WHO are you? WHERE are you? WHAT do you want?
I've been flying airplanes for twenty years. Still, every time I come in for a landing, I tell the tower I’m a student pilot. Mainly because I still am. What I’ve found is the people in the control tower are nicer to me over the radio because I’m a student.
No one cuts off a student driver, right? Well, some of you do, but you should feel really bad about it. If you want to engage your ambitions like you never have before, self-identify as a student in all things—be a student dater, student husband, student employee. You get the idea. We’re all amateurs at love and acceptance. Nobody goes pro and gets sponsored by Hershey’s Kisses or the Hallmark Channel. Don’t be a pain but ask people you admire lots of questions. Let them know you’re still a student and want to learn. Sure, some people will blow you off, but don’t sweat it. They’re just insecure or distracted. Most people will want to help you out and the kind ones always will.
Don’t act like you’ve got it all figured out. Nobody wants to give that person extra time. Instead, be humble, self-aware, and punishingly truthful. Jesus never had a problem with people who knew their shortcomings; He didn’t tolerate rookies who pretended to have gone All-Pro and have it all figured out but were just faking it. Once we get real with where we actually are and our desperate need for God’s help, He’s got a person He can do something with, and He’ll drop the people you’ll need in your path to help. Your job is to find them.
I love everything about flying except talking on the radio to air traffic controllers. Normally I like to talk to people, probably to a fault, but getting on the radio in the airplane to talk with a control tower has always intimidated me. They talk so fast and expect you to know what they’re saying. I might be wrong, but I think I heard a controller ordering a pizza once.
I decided maybe the problem was that I’d never met a controller in a tower, so I called the local airport and made an appointment to meet one. I got to the flight control center, walked up several flights of stairs, and stepped into what looked like a movie set. There were several people sitting in front of screens. Each screen had dozens of dots representing airplanes with actual people in them. The controllers spoke infrequently to each pilot, but when they did, they didn’t try to give them all the instructions they could possibly give. Each of the controllers was in charge of just a few dots, and their goals were simple. They wanted to help each plane get to its destination and avoid hitting other ones along the way.
Up in the tower, one of the controllers took me aside and said, “Bob, I know it’s hard to talk on the radio sometimes, and it can feel confusing and more than a little intimidating. Everyone feels this way sometimes. So just do this: Say who you are, where you are, and what you want. Then listen closely.” A lot of people feel the same way about talking to God or discovering their ambitions that I felt about talking to the control tower. They’re up in the air, don’t want to crash or hit someone else, and just need a little help getting to their destination.
Make no mistake, identifying and pursuing your ambitions is going to take a lot of courage and clarity. It’s also going to take more than a little personal reflection. Organizing your thoughts around these three questions will help you accomplish in the future what you haven’t been able to make happen in the past.
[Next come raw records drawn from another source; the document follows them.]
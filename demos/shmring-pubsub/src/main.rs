//! shmring-pubsub: publish to and subscribe from a shmring broadcast ring.
//!
//! # Usage
//!
//! ```bash
//! # terminal 1
//! shmring-pubsub publish ticks --count 1000 --interval-ms 10
//! # terminal 2
//! RUST_LOG=shmring=trace shmring-pubsub subscribe ticks
//! ```

use std::process::ExitCode;
use std::thread;
use std::time::Duration;

use clap::{Parser, Subcommand, ValueEnum};
use shmring::{ReadMode, Shm, ShmConfig, ShmError, Status};
use tracing_subscriber::EnvFilter;

#[derive(Parser, Debug)]
#[command(name = "shmring-pubsub")]
#[command(about = "Publish and subscribe to a shared memory broadcast ring")]
struct Args {
    #[command(subcommand)]
    command: Command,
}

#[derive(Subcommand, Debug)]
enum Command {
    /// Create (or reuse) a ring and write numbered messages into it
    Publish {
        /// Ring identifier
        name: String,
        /// Number of messages to write
        #[arg(long, default_value_t = 100)]
        count: u64,
        /// Pause between messages
        #[arg(long, default_value_t = 100)]
        interval_ms: u64,
        /// Bytes per slot, used if the ring is created
        #[arg(long, default_value_t = 64)]
        buffer_size: usize,
        /// Number of slots, used if the ring is created
        #[arg(long, default_value_t = 16)]
        buffer_count: usize,
        /// Remove the ring after the last message
        #[arg(long)]
        remove: bool,
    },
    /// Attach to a ring and print what arrives
    Subscribe {
        /// Ring identifier
        name: String,
        /// Which message each poll asks for
        #[arg(long, value_enum, default_value_t = Mode::Next)]
        mode: Mode,
        /// Pause between polls that found nothing new
        #[arg(long, default_value_t = 10)]
        poll_ms: u64,
        /// Stop after this many messages
        #[arg(long)]
        limit: Option<u64>,
    },
    /// Unlink a ring by name
    Remove {
        /// Ring identifier
        name: String,
    },
    /// Report whether a ring exists
    Check {
        /// Ring identifier
        name: String,
    },
}

#[derive(ValueEnum, Clone, Copy, Debug)]
enum Mode {
    Next,
    Last,
}

impl From<Mode> for ReadMode {
    fn from(mode: Mode) -> Self {
        match mode {
            Mode::Next => ReadMode::Next,
            Mode::Last => ReadMode::Last,
        }
    }
}

fn main() -> ExitCode {
    tracing_subscriber::fmt()
        .with_env_filter(
            EnvFilter::try_from_default_env().unwrap_or_else(|_| EnvFilter::new("info")),
        )
        .with_writer(std::io::stderr)
        .init();

    let args = Args::parse();

    let result = match args.command {
        Command::Publish {
            name,
            count,
            interval_ms,
            buffer_size,
            buffer_count,
            remove,
        } => publish(
            &name,
            count,
            Duration::from_millis(interval_ms),
            &ShmConfig::new(buffer_size, buffer_count),
            remove,
        ),
        Command::Subscribe {
            name,
            mode,
            poll_ms,
            limit,
        } => subscribe(&name, mode.into(), Duration::from_millis(poll_ms), limit),
        Command::Remove { name } => Shm::unlink(&name),
        Command::Check { name } => {
            let exists = Shm::exists(&name);
            println!("{name}: {}", if exists { "exists" } else { "absent" });
            return if exists {
                ExitCode::SUCCESS
            } else {
                ExitCode::FAILURE
            };
        }
    };

    match result {
        Ok(()) => ExitCode::SUCCESS,
        Err(e) => {
            tracing::error!(error = %e, status = ?e.status(), "command failed");
            ExitCode::FAILURE
        }
    }
}

fn publish(
    name: &str,
    count: u64,
    interval: Duration,
    config: &ShmConfig,
    remove: bool,
) -> Result<(), ShmError> {
    let mut shm = Shm::create_or_open(name, config)?;
    shm.set_chronometry(true);
    tracing::info!(
        name = shm.name(),
        buffer_size = shm.buffer_size(),
        buffer_count = shm.buffer_count(),
        "publishing"
    );

    for seq in 0..count {
        // Slots keep bytes of longer earlier messages, so terminate each one.
        let message = format!("message {seq}\0");
        let status = shm.write(message.as_bytes());
        if status.is_err() {
            tracing::warn!(seq, ?status, "write failed");
            break;
        }
        if status.contains(Status::RANGE_EXCEEDED) {
            tracing::warn!(seq, "message truncated");
        }
        thread::sleep(interval);
    }

    tracing::info!(
        min = ?shm.min_write_time(),
        max = ?shm.max_write_time(),
        "write latency"
    );

    if remove {
        shm.remove()?;
    }
    Ok(())
}

fn subscribe(
    name: &str,
    mode: ReadMode,
    poll: Duration,
    limit: Option<u64>,
) -> Result<(), ShmError> {
    let mut shm = Shm::open(name)?;
    let mut received = 0u64;

    while limit.is_none_or(|limit| received < limit) {
        let mut text = String::new();
        shm.read_with(mode, shm.buffer_size(), |bytes| {
            let end = bytes.iter().position(|&b| b == 0).unwrap_or(bytes.len());
            text = String::from_utf8_lossy(&bytes[..end]).into_owned();
        });
        let status = shm.status();

        if status.is_ok() {
            received += 1;
            if status.contains(Status::DATA_LOSS) {
                tracing::warn!("fell behind the writer, messages were lost");
            }
            println!("{} {text}", shm.last_read_time());
            continue;
        }

        if status.contains(Status::NOT_EXIST) {
            tracing::info!(received, "ring removed");
            break;
        }
        // No new data, or a write raced the read: try again shortly.
        thread::sleep(poll);
    }

    shm.close()
}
Start with acknowledging that deeper longing within you. If I had to take a guess, that’s why you’re here. You can feel it. I don’t even have to define what it is—you know exactly what I’m talking about. It is that “something more to life” rumbling around in your gut, that tug drawing you toward a scary, audacious dream. It nags you when you feel stuck at a job you once wanted but have since outgrown. It fuels the late-night conversations before college graduation. It hovers around coffee shops and kitchen tables when parents become empty nesters. It is everywhere. Boardrooms and bedrooms, subways and surf shops, galleys and galleries. It is in the passenger seat on a long road trip, uttered through quiet prayers, and found in pop song lyrics. These are all expressions of us searching for a life that matters.
I believe this pursuit is a combination of finding answers to the three big questions: Who are you? Where are you? What do you want? These are some simple words, but they are actually some of the most beautiful, most difficult, and most confusing questions we can ask of ourselves. They can be a cocktail of identity, desire, purpose, rejection, life experience, struggle, fear, hope, and longing rolled into one. If we’re going to discover and realize our most beautiful and lasting ambitions—the ones that are really worth pursuing—we have to lean into these questions.